> **Work required**:
Could you copy exactly the line that contains "#[must_use]" and every line after it to the end of the records, and nothing more?

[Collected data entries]
#####
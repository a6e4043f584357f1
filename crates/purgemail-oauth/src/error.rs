//! Error types for `OAuth2` operations.

use std::io;
use std::net::SocketAddr;
use std::time::Duration;

/// Result type alias for `OAuth2` operations.
pub type Result<T> = std::result::Result<T, Error>;

/// `OAuth2` error types.
#[derive(Debug, thiserror::Error)]
pub enum Error {
    /// I/O error.
    #[error("I/O error: {0}")]
    Io(#[from] io::Error),

    /// HTTP request error.
    #[error("HTTP error: {0}")]
    Http(#[from] reqwest::Error),

    /// JSON parsing error.
    #[error("JSON error: {0}")]
    Json(#[from] serde_json::Error),

    /// `OAuth2` error from server.
    #[error("OAuth2 error: {error} - {description}")]
    OAuth {
        /// Error code (e.g., `invalid_grant`).
        error: String,
        /// Human-readable description.
        description: String,
    },

    /// No refresh token available.
    #[error("No refresh token available")]
    NoRefreshToken,

    /// No redirect arrived within the configured wait.
    #[error("Authorization timed out after {0:?}")]
    Timeout(Duration),

    /// User denied authorization.
    #[error("User denied authorization")]
    AccessDenied,

    /// Invalid configuration.
    #[error("Invalid configuration: {0}")]
    InvalidConfig(String),

    /// URL parsing error.
    #[error("URL error: {0}")]
    UrlError(#[from] url::ParseError),

    /// The loopback listener could not bind its address.
    #[error("Failed to start redirect listener on {addr}: {source}")]
    ListenerBind {
        /// Address the listener tried to bind.
        addr: SocketAddr,
        /// Underlying bind error.
        #[source]
        source: io::Error,
    },

    /// The loopback listener stopped before delivering a code.
    #[error("Redirect listener closed before an authorization code arrived")]
    ListenerClosed,

    /// The system browser could not be opened.
    #[error("Failed to open browser: {0}")]
    Browser(String),
}

impl Error {
    /// Creates an OAuth error from error code and description.
    #[must_use]
    pub fn oauth_error(error: impl Into<String>, description: impl Into<String>) -> Self {
        Self::OAuth {
            error: error.into(),
            description: description.into(),
        }
    }
}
#####
> **Your solution**:
    #[must_use]
    pub fn oauth_error(error: impl Into<String>, description: impl Into<String>) -> Self {
        Self::OAuth {
            error: error.into(),
            description: description.into(),
        }
    }
}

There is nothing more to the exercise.